Schiff wanted to connect Trump to Russia’s hacking, even
though there is no connection. So he said Trump “made use” of the emails. But
what does that mean? That he cited them. Well, so did everyone else. As Byron
York pointed out the other day, the press widely reported on the WikiLeaks
disclosures. If it was blameworthy to make a big deal of information revealed
in the hacks, Bernie Sanders was a major offender, calling for the resignation
of then–DNC chairwoman Debbie Wasserman Schultz after the DNC hack.
2. “In 2016, then–candidate Trump implored Russia to
hack his opponent’s email account.”
Again, this is an attempt to make Trump responsible for
Russia’s hacking.
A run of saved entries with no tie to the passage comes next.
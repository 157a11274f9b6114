use core::fmt;

use crate::ops::{Array, List, Map, Pointer, Struct};

/// Debug-formats a struct with its declared field names.
pub fn struct_debug(dyn_struct: &dyn Struct, f: &mut fmt::Formatter<'_>) -> fmt::Result {
    let info = dyn_struct.reflect_type_info().as_struct().ok();
    let mut debug = f.debug_struct(dyn_struct.reflect_type_name());
    for index in 0..dyn_struct.field_len() {
        let name = info
            .and_then(|info| info.field_at(index))
            .map_or("_", |field| field.name());
        if let Some(field) = dyn_struct.field_at(index) {
            debug.field(name, &field as &dyn fmt::Debug);
        }
    }
    debug.finish()
}

/// Debug-formats a list as `[a, b, ...]`.
pub fn list_debug(dyn_list: &dyn List, f: &mut fmt::Formatter<'_>) -> fmt::Result {
    let mut debug = f.debug_list();
    for item in (0..dyn_list.len()).filter_map(|index| dyn_list.get(index)) {
        debug.entry(&item as &dyn fmt::Debug);
    }
    debug.finish()
}

/// Debug-formats an array as `[a, b, ...]`.
pub fn array_debug(dyn_array: &dyn Array, f: &mut fmt::Formatter<'_>) -> fmt::Result {
    let mut debug = f.debug_list();
    for item in (0..dyn_array.len()).filter_map(|index| dyn_array.get(index)) {
        debug.entry(&item as &dyn fmt::Debug);
    }
    debug.finish()
}

/// Debug-formats a map as `{k: v, ...}`.
pub fn map_debug(dyn_map: &dyn Map, f: &mut fmt::Formatter<'_>) -> fmt::Result {
    let mut debug = f.debug_map();
    for (key, value) in dyn_map.iter() {
        debug.entry(&key as &dyn fmt::Debug, &value as &dyn fmt::Debug);
    }
    debug.finish()
}

/// Debug-formats a pointer as `Some(target)` or `None`.
pub fn pointer_debug(dyn_pointer: &dyn Pointer, f: &mut fmt::Formatter<'_>) -> fmt::Result {
    match dyn_pointer.target() {
        Some(target) => f.debug_tuple("Some").field(&target as &dyn fmt::Debug).finish(),
        None => f.write_str("None"),
    }
}
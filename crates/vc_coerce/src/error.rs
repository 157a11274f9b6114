use core::num::ParseFloatError;

use thiserror::Error;
use vc_transcode::TranscodeError;

// -----------------------------------------------------------------------------
// CastError

/// The failures of a scalar cast.
#[derive(Debug, Error)]
#[non_exhaustive]
pub enum CastError {
    /// The source kind has no conversion to the requested type.
    #[error("unable to cast `{type_path}` to `{to}`")]
    Unsupported {
        type_path: &'static str,
        to: &'static str,
    },

    #[error("invalid integer syntax: {0:?}")]
    ParseInt(String),

    #[error("invalid float syntax {input:?}: {source}")]
    ParseFloat {
        input: String,
        source: ParseFloatError,
    },

    #[error("invalid boolean syntax: {0:?}")]
    ParseBool(String),

    #[error("invalid duration {input:?}: {reason}")]
    ParseDuration { input: String, reason: &'static str },

    /// The text matched none of the accepted time layouts.
    #[error("unable to parse {0:?} as a time")]
    ParseTime(String),

    /// The value does not fit the requested type.
    #[error("{value} is out of range for `{to}`")]
    Overflow { value: String, to: &'static str },

    /// The structural fallback failed.
    #[error(transparent)]
    Transcode(#[from] TranscodeError),
}

impl CastError {
    pub(crate) fn overflow(value: impl ToString, to: &'static str) -> Self {
        Self::Overflow {
            value: value.to_string(),
            to,
        }
    }
}
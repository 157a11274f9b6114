//! Classification of a reflected value into the scalar shapes the casts know.

use core::time::Duration;
use std::time::SystemTime;

use vc_reflect::Reflect;
use vc_reflect::ops::ReflectRef;

use crate::CastError;

/// A reflected value seen as a scalar.
///
/// Integers are widened to 64 bits. `f32` keeps its own variant so that text
/// renders the shortest form of the narrow value.
#[derive(Debug, Clone, Copy)]
pub(crate) enum Scalar<'a> {
    /// An empty `Option` or a null `Dynamic` on the way down.
    Nil,
    Bool(bool),
    Int(i64),
    Uint(u64),
    Single(f32),
    Float(f64),
    Char(char),
    Str(&'a str),
    Duration(Duration),
    Time(SystemTime),
    Other(&'a dyn Reflect),
}

impl Scalar<'_> {
    /// Folds `Single` into `Float`.
    #[inline]
    pub(crate) fn widen(self) -> Self {
        match self {
            Self::Single(value) => Self::Float(f64::from(value)),
            other => other,
        }
    }
}

macro_rules! downcast_as {
    ($value:ident => $($variant:ident $conv:tt: $($ty:ty),+;)*) => {$(
        downcast_as!(@one $value, $variant, $conv, $($ty),+);
    )*};
    (@one $value:ident, $variant:ident, $conv:tt, $($ty:ty),+) => {$(
        if let Some(&inner) = $value.downcast_ref::<$ty>() {
            return Scalar::$variant(downcast_as!(@conv inner $conv));
        }
    )+};
    (@conv $inner:ident ($($wide:tt)*)) => {
        $inner $($wide)*
    };
}

/// Looks through `Option`, `Box` and `Dynamic` layers, then classifies the
/// innermost value.
pub(crate) fn classify(value: &dyn Reflect) -> Scalar<'_> {
    let mut current = value;
    loop {
        let next = match current.reflect_ref() {
            ReflectRef::Pointer(pointer) => pointer.target(),
            ReflectRef::Dynamic(slot) => slot.get(),
            ReflectRef::Opaque(leaf) => return leaf_scalar(leaf),
            other => return Scalar::Other(other.into_reflect()),
        };
        match next {
            Some(inner) => current = inner,
            None => return Scalar::Nil,
        }
    }
}

fn leaf_scalar(value: &dyn Reflect) -> Scalar<'_> {
    downcast_as! { value =>
        Int(as i64): i8, i16, i32, i64, isize;
        Uint(as u64): u8, u16, u32, u64, usize;
        Bool(): bool;
        Single(): f32;
        Float(): f64;
        Char(): char;
        Duration(): Duration;
        Time(): SystemTime;
    }
    if let Some(text) = value.downcast_ref::<String>() {
        return Scalar::Str(text);
    }
    if let Some(&text) = value.downcast_ref::<&'static str>() {
        return Scalar::Str(text);
    }
    Scalar::Other(value)
}

pub(crate) fn unsupported(value: &dyn Reflect, to: &'static str) -> CastError {
    CastError::Unsupported {
        type_path: value.reflect_type_path(),
        to,
    }
}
It refers to a press conference where Trump made a
tongue-in-cheek reference to the Russians’ being rewarded by the press if they
found Hillary’s missing emails. The Russians did attempt to spearfish a domain
used by Clinton’s personal office on the same day, but it’s hard to believe
Russian hackers were taking their cues from Trump, and of course, they had
already hacked the DNC — hence, the occasion for Trump’s riff.
3. In pushing the Ukrainians on the discredited
CrowdStrike theory, Trump was “attempting to erase from history his previous
election misconduct.”
Trump has been, no doubt, desperate to find someone else
to finger for the Russian hacking since Russia is such a focus of his critics,
but the hacking wasn’t his work, so to refer to it as “his previous election
misconduct” is absurd.
4. Robert Mueller testified “that Russia systemically
interfered in our election to help elect Donald Trump, that the campaign
understood that, and they willfully made use of that help.”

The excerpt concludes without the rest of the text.